(Stored data)
****************************************
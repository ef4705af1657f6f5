//! Job Capabilities
//!
//! The scheduler never inspects a concrete job type. It sees a job as a
//! capability set: identity, queue, priority class, placement constraints
//! and resource requests. `SchedulerJob` is that seam; `JobSpec` is the
//! plain owned implementation used by callers that hold job data directly.

use chrono::{DateTime, Utc};
use serde::{Deserialize, Serialize};
use std::collections::BTreeMap;
use std::fmt;

use crate::priority::{priority_for_class, PriorityClassCatalogue};
use crate::resources::ResourceVector;

/// Operator of a node-affinity match expression.
#[derive(Debug, Clone, Copy, PartialEq, Eq, Hash, Serialize, Deserialize)]
pub enum MatchOperator {
    In,
    NotIn,
    Exists,
    DoesNotExist,
}

/// A single label constraint inside a node selector term.
#[derive(Debug, Clone, PartialEq, Eq, Hash, Serialize, Deserialize)]
pub struct MatchExpression {
    pub key: String,
    pub operator: MatchOperator,
    pub values: Vec<String>,
}

/// One disjunct of a node affinity: all expressions must match.
#[derive(Debug, Clone, PartialEq, Eq, Hash, Serialize, Deserialize)]
pub struct NodeSelectorTerm {
    pub match_expressions: Vec<MatchExpression>,
}

/// Node affinity constraints: a node must satisfy at least one term.
#[derive(Debug, Clone, PartialEq, Eq, Hash, Serialize, Deserialize)]
pub struct Affinity {
    pub node_affinity: Vec<NodeSelectorTerm>,
}

/// Operator of a taint toleration.
#[derive(Debug, Clone, Copy, PartialEq, Eq, Hash, Serialize, Deserialize)]
pub enum TolerationOperator {
    Equal,
    Exists,
}

/// Tolerated node taint.
#[derive(Debug, Clone, PartialEq, Eq, Hash, Serialize, Deserialize)]
pub struct Toleration {
    pub key: String,
    pub operator: TolerationOperator,
    pub value: String,
    pub effect: String,
}

/// Placement-relevant requirements of the single pod backing a job.
#[derive(Debug, Clone, PartialEq, Eq, Hash, Serialize, Deserialize)]
pub struct PodRequirements {
    pub node_selector: BTreeMap<String, String>,
    pub affinity: Option<Affinity>,
    pub tolerations: Vec<Toleration>,
    pub annotations: BTreeMap<String, String>,
    /// Priority resolved from the job's priority class at derivation time.
    pub priority: i32,
    pub resource_requests: ResourceVector,
}

/// Capability set through which the scheduler observes a job.
pub trait SchedulerJob: fmt::Debug + Send + Sync {
    fn id(&self) -> &str;
    fn queue(&self) -> &str;
    fn priority_class_name(&self) -> &str;
    fn node_selector(&self) -> &BTreeMap<String, String>;
    fn affinity(&self) -> Option<&Affinity>;
    fn tolerations(&self) -> &[Toleration];
    /// Resource requests of the job's pod.
    fn resource_requirements(&self) -> &ResourceVector;
    /// Derives pod requirements, resolving the priority class through
    /// `catalogue` (unknown classes resolve to priority 0).
    fn pod_requirements(&self, catalogue: &PriorityClassCatalogue) -> PodRequirements;
    fn annotations(&self) -> &BTreeMap<String, String>;
}

/// Plain owned job description.
#[derive(Debug, Clone, PartialEq, Eq, Serialize, Deserialize)]
pub struct JobSpec {
    pub id: String,
    pub queue: String,
    pub priority_class_name: String,
    pub submitted: DateTime<Utc>,
    pub annotations: BTreeMap<String, String>,
    pub node_selector: BTreeMap<String, String>,
    pub affinity: Option<Affinity>,
    pub tolerations: Vec<Toleration>,
    pub resource_requests: ResourceVector,
}

impl JobSpec {
    pub fn new(
        id: impl Into<String>,
        queue: impl Into<String>,
        priority_class_name: impl Into<String>,
        resource_requests: ResourceVector,
    ) -> Self {
        Self {
            id: id.into(),
            queue: queue.into(),
            priority_class_name: priority_class_name.into(),
            submitted: Utc::now(),
            annotations: BTreeMap::new(),
            node_selector: BTreeMap::new(),
            affinity: None,
            tolerations: Vec::new(),
            resource_requests,
        }
    }

    pub fn with_annotation(mut self, key: impl Into<String>, value: impl Into<String>) -> Self {
        self.annotations.insert(key.into(), value.into());
        self
    }

    pub fn with_node_selector(mut self, key: impl Into<String>, value: impl Into<String>) -> Self {
        self.node_selector.insert(key.into(), value.into());
        self
    }
}

impl SchedulerJob for JobSpec {
    fn id(&self) -> &str {
        &self.id
    }

    fn queue(&self) -> &str {
        &self.queue
    }

    fn priority_class_name(&self) -> &str {
        &self.priority_class_name
    }

    fn node_selector(&self) -> &BTreeMap<String, String> {
        &self.node_selector
    }

    fn affinity(&self) -> Option<&Affinity> {
        self.affinity.as_ref()
    }

    fn tolerations(&self) -> &[Toleration] {
        &self.tolerations
    }

    fn resource_requirements(&self) -> &ResourceVector {
        &self.resource_requests
    }

    fn pod_requirements(&self, catalogue: &PriorityClassCatalogue) -> PodRequirements {
        PodRequirements {
            node_selector: self.node_selector.clone(),
            affinity: self.affinity.clone(),
            tolerations: self.tolerations.clone(),
            annotations: self.annotations.clone(),
            priority: priority_for_class(catalogue, &self.priority_class_name),
            resource_requests: self.resource_requests.clone(),
        }
    }

    fn annotations(&self) -> &BTreeMap<String, String> {
        &self.annotations
    }
}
****************************************
_What this task involves_.
I'd like the records returned exactly as they were written, please.

_Written response_.
repository ef4705af1657f6f5
//! Job Capabilities
//!
//! The scheduler never inspects a concrete job type. It sees a job as a
//! capability set: identity, queue, priority class, placement constraints
//! and resource requests. `SchedulerJob` is that seam; `JobSpec` is the
//! plain owned implementation used by callers that hold job data directly.

use chrono::{DateTime, Utc};
use serde::{Deserialize, Serialize};
use std::collections::BTreeMap;
use std::fmt;

use crate::priority::{priority_for_class, PriorityClassCatalogue};
use crate::resources::ResourceVector;

/// Operator of a node-affinity match expression.
#[derive(Debug, Clone, Copy, PartialEq, Eq, Hash, Serialize, Deserialize)]
pub enum MatchOperator {
    In,
    NotIn,
    Exists,
    DoesNotExist,
}

/// A single label constraint inside a node selector term.
#[derive(Debug, Clone, PartialEq, Eq, Hash, Serialize, Deserialize)]
pub struct MatchExpression {
    pub key: String,
    pub operator: MatchOperator,
    pub values: Vec<String>,
}

/// One disjunct of a node affinity: all expressions must match.
#[derive(Debug, Clone, PartialEq, Eq, Hash, Serialize, Deserialize)]
pub struct NodeSelectorTerm {
    pub match_expressions: Vec<MatchExpression>,
}

/// Node affinity constraints: a node must satisfy at least one term.
#[derive(Debug, Clone, PartialEq, Eq, Hash, Serialize, Deserialize)]
pub struct Affinity {
    pub node_affinity: Vec<NodeSelectorTerm>,
}

/// Operator of a taint toleration.
#[derive(Debug, Clone, Copy, PartialEq, Eq, Hash, Serialize, Deserialize)]
pub enum TolerationOperator {
    Equal,
    Exists,
}

/// Tolerated node taint.
#[derive(Debug, Clone, PartialEq, Eq, Hash, Serialize, Deserialize)]
pub struct Toleration {
    pub key: String,
    pub operator: TolerationOperator,
    pub value: String,
    pub effect: String,
}

/// Placement-relevant requirements of the single pod backing a job.
#[derive(Debug, Clone, PartialEq, Eq, Hash, Serialize, Deserialize)]
pub struct PodRequirements {
    pub node_selector: BTreeMap<String, String>,
    pub affinity: Option<Affinity>,
    pub tolerations: Vec<Toleration>,
    pub annotations: BTreeMap<String, String>,
    /// Priority resolved from the job's priority class at derivation time.
    pub priority: i32,
    pub resource_requests: ResourceVector,
}

/// Capability set through which the scheduler observes a job.
pub trait SchedulerJob: fmt::Debug + Send + Sync {
    fn id(&self) -> &str;
    fn queue(&self) -> &str;
    fn priority_class_name(&self) -> &str;
    fn node_selector(&self) -> &BTreeMap<String, String>;
    fn affinity(&self) -> Option<&Affinity>;
    fn tolerations(&self) -> &[Toleration];
    /// Resource requests of the job's pod.
    fn resource_requirements(&self) -> &ResourceVector;
    /// Derives pod requirements, resolving the priority class through
    /// `catalogue` (unknown classes resolve to priority 0).
    fn pod_requirements(&self, catalogue: &PriorityClassCatalogue) -> PodRequirements;
    fn annotations(&self) -> &BTreeMap<String, String>;
}

/// Plain owned job description.
#[derive(Debug, Clone, PartialEq, Eq, Serialize, Deserialize)]
pub struct JobSpec {
    pub id: String,
    pub queue: String,
    pub priority_class_name: String,
    pub submitted: DateTime<Utc>,
    pub annotations: BTreeMap<String, String>,
    pub node_selector: BTreeMap<String, String>,
    pub affinity: Option<Affinity>,
    pub tolerations: Vec<Toleration>,
    pub resource_requests: ResourceVector,
}

impl JobSpec {
    pub fn new(
        id: impl Into<String>,
        queue: impl Into<String>,
        priority_class_name: impl Into<String>,
        resource_requests: ResourceVector,
    ) -> Self {
        Self {
            id: id.into(),
            queue: queue.into(),
            priority_class_name: priority_class_name.into(),
            submitted: Utc::now(),
            annotations: BTreeMap::new(),
            node_selector: BTreeMap::new(),
            affinity: None,
            tolerations: Vec::new(),
            resource_requests,
        }
    }

    pub fn with_annotation(mut self, key: impl Into<String>, value: impl Into<String>) -> Self {
        self.annotations.insert(key.into(), value.into());
        self
    }

    pub fn with_node_selector(mut self, key: impl Into<String>, value: impl Into<String>) -> Self {
        self.node_selector.insert(key.into(), value.into());
        self
    }
}

impl SchedulerJob for JobSpec {
    fn id(&self) -> &str {
        &self.id
    }

    fn queue(&self) -> &str {
        &self.queue
    }

    fn priority_class_name(&self) -> &str {
        &self.priority_class_name
    }

    fn node_selector(&self) -> &BTreeMap<String, String> {
        &self.node_selector
    }

    fn affinity(&self) -> Option<&Affinity> {
        self.affinity.as_ref()
    }

    fn tolerations(&self) -> &[Toleration] {
        &self.tolerations
    }

    fn resource_requirements(&self) -> &ResourceVector {
        &self.resource_requests
    }

    fn pod_requirements(&self, catalogue: &PriorityClassCatalogue) -> PodRequirements {
        PodRequirements {
            node_selector: self.node_selector.clone(),
            affinity: self.affinity.clone(),
            tolerations: self.tolerations.clone(),
            annotations: self.annotations.clone(),
            priority: priority_for_class(catalogue, &self.priority_class_name),
            resource_requests: self.resource_requests.clone(),
        }
    }

    fn annotations(&self) -> &BTreeMap<String, String> {
        &self.annotations
    }
}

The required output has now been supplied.